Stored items

▽

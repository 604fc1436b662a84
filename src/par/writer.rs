use super::reader::RECORD_SIZE;
use super::{
    BLOCK_SIZE, COMPRESSED_FLAG, DEFAULT_FILE_ATTRIBUTES, DEFAULT_FOLDER_ATTRIBUTES,
    NAME_SLOT_SIZE, NodeId, NodeKind, PARC_MAGIC, ParArchive, ParFile, ParHeader, is_par_name,
    now_timestamp,
};
use crate::compression::sllz::{self, SllzOptions, SllzVersion, V2_MIN_INPUT_SIZE};
use crate::endian::{EndianWriter, align_up};
use crate::error::{ArchiveError, Result};
use encoding_rs::WINDOWS_1252;
use log::{debug, info};
use rayon::prelude::*;
use std::borrow::Cow;
use std::collections::VecDeque;
use std::io::{Seek, Write};

/// Fixed header fields ahead of the name tables.
const HEADER_FIELDS_SIZE: usize = 0x20;

#[derive(Debug, Clone, Copy)]
pub struct ParWriteOptions {
    /// SLLZ version used for file payloads; 0 stores everything as-is.
    pub compressor_version: u8,
    /// Write the root folder name as `.`.
    pub include_dots: bool,
    /// Write a zero timestamp for every file.
    pub reset_file_dates: bool,
    /// Compression worker threads; 0 picks the rayon default.
    pub threads: usize,
}

impl Default for ParWriteOptions {
    fn default() -> Self {
        Self {
            compressor_version: 1,
            include_dots: false,
            reset_file_dates: false,
            threads: 0,
        }
    }
}

struct FolderEntry {
    node: NodeId,
    name: String,
    attributes: i32,
    folder_count: i32,
    first_folder: i32,
    file_count: i32,
    first_file: i32,
}

impl FolderEntry {
    fn new(node: NodeId, name: String, attributes: i32) -> Self {
        Self {
            node,
            name,
            attributes,
            folder_count: 0,
            first_folder: 0,
            file_count: 0,
            first_file: 0,
        }
    }
}

struct Payload<'a> {
    data: Cow<'a, [u8]>,
    is_compressed: bool,
    decompressed_size: u32,
    attributes: i32,
    timestamp: u64,
}

/// Serialises `archive`. The writer must be positioned at the start of the
/// output, since data offsets are absolute.
pub fn write_par<W: Write + Seek>(
    archive: &ParArchive,
    writer: W,
    options: &ParWriteOptions,
) -> Result<()> {
    let compressor = match options.compressor_version {
        0 => None,
        version => Some(SllzVersion::try_from(version)?),
    };

    let (folders, files) = layout(archive, options);
    let payloads = prepare_payloads(archive, &files, compressor, options)?;

    let header_size = HEADER_FIELDS_SIZE + NAME_SLOT_SIZE * (folders.len() + files.len());
    let file_table = header_size + RECORD_SIZE * folders.len();
    let data_start = align_up((file_table + RECORD_SIZE * files.len()) as u64, BLOCK_SIZE);
    let offsets = data_offsets(payloads.iter().map(|p| p.data.len() as u64), data_start);

    debug!(
        "PAR: writing {} folders and {} files, data from 0x{:X}",
        folders.len(),
        files.len(),
        data_start
    );

    let header = &archive.header;
    let mut writer = EndianWriter::new(writer, false);
    writer.write_bytes(PARC_MAGIC)?;
    writer.write_u8(header.platform_id)?;
    writer.write_u8(header.endianness)?;
    writer.write_u8(header.size_extended)?;
    writer.write_u8(header.relocated)?;
    writer.set_endian(header.is_little_endian());
    writer.write_i32(header.version)?;
    writer.write_i32(header.data_size)?;
    writer.write_i32(folders.len() as i32)?;
    writer.write_i32(header_size as i32)?;
    writer.write_i32(files.len() as i32)?;
    writer.write_i32(file_table as i32)?;

    for folder in &folders {
        writer.write_fixed_string(&folder.name, NAME_SLOT_SIZE, WINDOWS_1252)?;
    }
    for &node in &files {
        writer.write_fixed_string(&archive.node(node).name, NAME_SLOT_SIZE, WINDOWS_1252)?;
    }

    for folder in &folders {
        writer.write_i32(folder.folder_count)?;
        writer.write_i32(folder.first_folder)?;
        writer.write_i32(folder.file_count)?;
        writer.write_i32(folder.first_file)?;
        writer.write_i32(folder.attributes)?;
        writer.write_zeros(12)?;
    }

    for (payload, &offset) in payloads.iter().zip(&offsets) {
        writer.write_u32(if payload.is_compressed {
            COMPRESSED_FLAG
        } else {
            0
        })?;
        writer.write_u32(payload.decompressed_size)?;
        writer.write_u32(payload.data.len() as u32)?;
        writer.write_u32(offset as u32)?;
        writer.write_i32(payload.attributes)?;
        writer.write_u32((offset >> 32) as u32)?;
        writer.write_u64(payload.timestamp)?;
    }

    for (payload, &offset) in payloads.iter().zip(&offsets) {
        writer.write_until(offset)?;
        writer.write_bytes(&payload.data)?;
    }
    writer.write_padding(BLOCK_SIZE)?;

    info!(
        "PAR: wrote {} files ({} compressed)",
        payloads.len(),
        payloads.iter().filter(|p| p.is_compressed).count()
    );
    Ok(())
}

/// Assigns folder and file indices breadth first. Folders named `*.par`
/// take a file slot and are written as nested archives.
fn layout(archive: &ParArchive, options: &ParWriteOptions) -> (Vec<FolderEntry>, Vec<NodeId>) {
    let root = archive.root();
    let root_name = if options.include_dots {
        ".".to_string()
    } else {
        archive.node(root).name.clone()
    };

    let mut folders = vec![FolderEntry::new(root, root_name, folder_attributes(archive, root))];
    let mut files = Vec::new();
    let mut queue = VecDeque::from([0usize]);

    while let Some(index) = queue.pop_front() {
        folders[index].first_folder = folders.len() as i32;
        folders[index].first_file = files.len() as i32;

        for &child in archive.children(folders[index].node) {
            let node = archive.node(child);
            match node.kind {
                NodeKind::Folder { attributes } if !is_par_name(&node.name) => {
                    folders.push(FolderEntry::new(child, node.name.clone(), attributes));
                    folders[index].folder_count += 1;
                    queue.push_back(folders.len() - 1);
                }
                _ => {
                    files.push(child);
                    folders[index].file_count += 1;
                }
            }
        }
    }

    (folders, files)
}

fn folder_attributes(archive: &ParArchive, node: NodeId) -> i32 {
    match archive.node(node).kind {
        NodeKind::Folder { attributes } => attributes,
        _ => DEFAULT_FOLDER_ATTRIBUTES,
    }
}

/// Nested archives are built on the calling thread first; file compression
/// then runs on a pool bounded by `options.threads`.
fn prepare_payloads<'a>(
    archive: &'a ParArchive,
    files: &[NodeId],
    compressor: Option<SllzVersion>,
    options: &ParWriteOptions,
) -> Result<Vec<Payload<'a>>> {
    let nested: Vec<Option<Payload<'a>>> = files
        .iter()
        .map(|&node| match archive.node(node).kind {
            NodeKind::File(_) => Ok(None),
            _ => nested_payload(archive, node, options).map(Some),
        })
        .collect::<Result<Vec<_>>>()?;

    let pool = rayon::ThreadPoolBuilder::new()
        .num_threads(options.threads)
        .build()
        .map_err(|e| ArchiveError::Unsupported(format!("Compression worker pool: {}", e)))?;

    let compressed = pool.install(|| {
        files
            .par_iter()
            .map(|&node| match &archive.node(node).kind {
                NodeKind::File(file) => {
                    file_payload(&archive.node(node).name, file, compressor, options).map(Some)
                }
                _ => Ok(None),
            })
            .collect::<Result<Vec<_>>>()
    })?;

    nested
        .into_iter()
        .zip(compressed)
        .map(|(nested, file)| {
            nested.or(file).ok_or_else(|| {
                ArchiveError::InvalidFormat("PAR file slot without a payload".to_string())
            })
        })
        .collect()
}

fn nested_payload(
    archive: &ParArchive,
    node: NodeId,
    options: &ParWriteOptions,
) -> Result<Payload<'static>> {
    let parc = archive.node(node);
    debug!("PAR: building nested archive '{}'", parc.name);

    let (bytes, attributes, timestamp) = match &parc.kind {
        NodeKind::Nested(info) => (
            archive
                .subtree(node, info.header, &info.root_name, info.root_attributes)?
                .to_bytes(options)?,
            info.attributes,
            info.timestamp,
        ),
        _ => (
            archive
                .subtree(node, ParHeader::default(), "", DEFAULT_FOLDER_ATTRIBUTES)?
                .to_bytes(options)?,
            DEFAULT_FILE_ATTRIBUTES,
            now_timestamp(),
        ),
    };

    Ok(Payload {
        decompressed_size: bytes.len() as u32,
        data: Cow::Owned(bytes),
        is_compressed: false,
        attributes,
        timestamp: if options.reset_file_dates { 0 } else { timestamp },
    })
}

fn file_payload<'a>(
    name: &str,
    file: &'a ParFile,
    compressor: Option<SllzVersion>,
    options: &ParWriteOptions,
) -> Result<Payload<'a>> {
    let stored = Payload {
        data: Cow::Borrowed(&file.data),
        is_compressed: file.is_compressed,
        decompressed_size: if file.is_compressed {
            file.decompressed_size
        } else {
            file.data.len() as u32
        },
        attributes: file.attributes,
        timestamp: if options.reset_file_dates {
            0
        } else {
            file.timestamp
        },
    };

    let Some(version) = compressor else {
        return Ok(stored);
    };
    if !file.can_be_compressed || file.is_compressed || file.data.is_empty() {
        return Ok(stored);
    }
    if version == SllzVersion::V2 && file.data.len() < V2_MIN_INPUT_SIZE {
        debug!("PAR: '{}' is too small for SLLZv2, storing", name);
        return Ok(stored);
    }

    let compressed = sllz::compress(
        &file.data,
        SllzOptions {
            version,
            endianness: 0,
        },
    )?;

    if !keep_compressed(file.data.len(), compressed.len()) {
        debug!(
            "PAR: '{}' does not shrink enough ({} -> {}), storing",
            name,
            file.data.len(),
            compressed.len()
        );
        return Ok(stored);
    }

    Ok(Payload {
        data: Cow::Owned(compressed),
        is_compressed: true,
        decompressed_size: file.data.len() as u32,
        ..stored
    })
}

/// The compressed form must be strictly smaller, and for inputs of a block
/// or more it must save at least a whole block.
fn keep_compressed(original: usize, compressed: usize) -> bool {
    let block = BLOCK_SIZE as usize;
    compressed < original && (original < block || original - compressed >= block)
}

/// Absolute data offsets for payloads of the given sizes. Files larger than
/// a block start on a block boundary; smaller files share the remainder of
/// the current block until it runs out.
fn data_offsets(sizes: impl IntoIterator<Item = u64>, start: u64) -> Vec<u64> {
    let mut position = start;
    let mut block_left = 0u64;
    let mut offsets = Vec::new();

    for size in sizes {
        if size > BLOCK_SIZE || size >= block_left {
            block_left = BLOCK_SIZE - size % BLOCK_SIZE;
            position = align_up(position, BLOCK_SIZE);
        } else {
            block_left -= size;
        }
        offsets.push(position);
        position += size;
    }

    offsets
}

△

ACTION ITEM:
All lines above that include the word "match" must be copied into the answer.

OUTPUT OF THE TASK:
    let compressor = match options.compressor_version {
            match node.kind {
    match archive.node(node).kind {
        .map(|&node| match archive.node(node).kind {
            .map(|&node| match &archive.node(node).kind {
    let (bytes, attributes, timestamp) = match &parc.kind {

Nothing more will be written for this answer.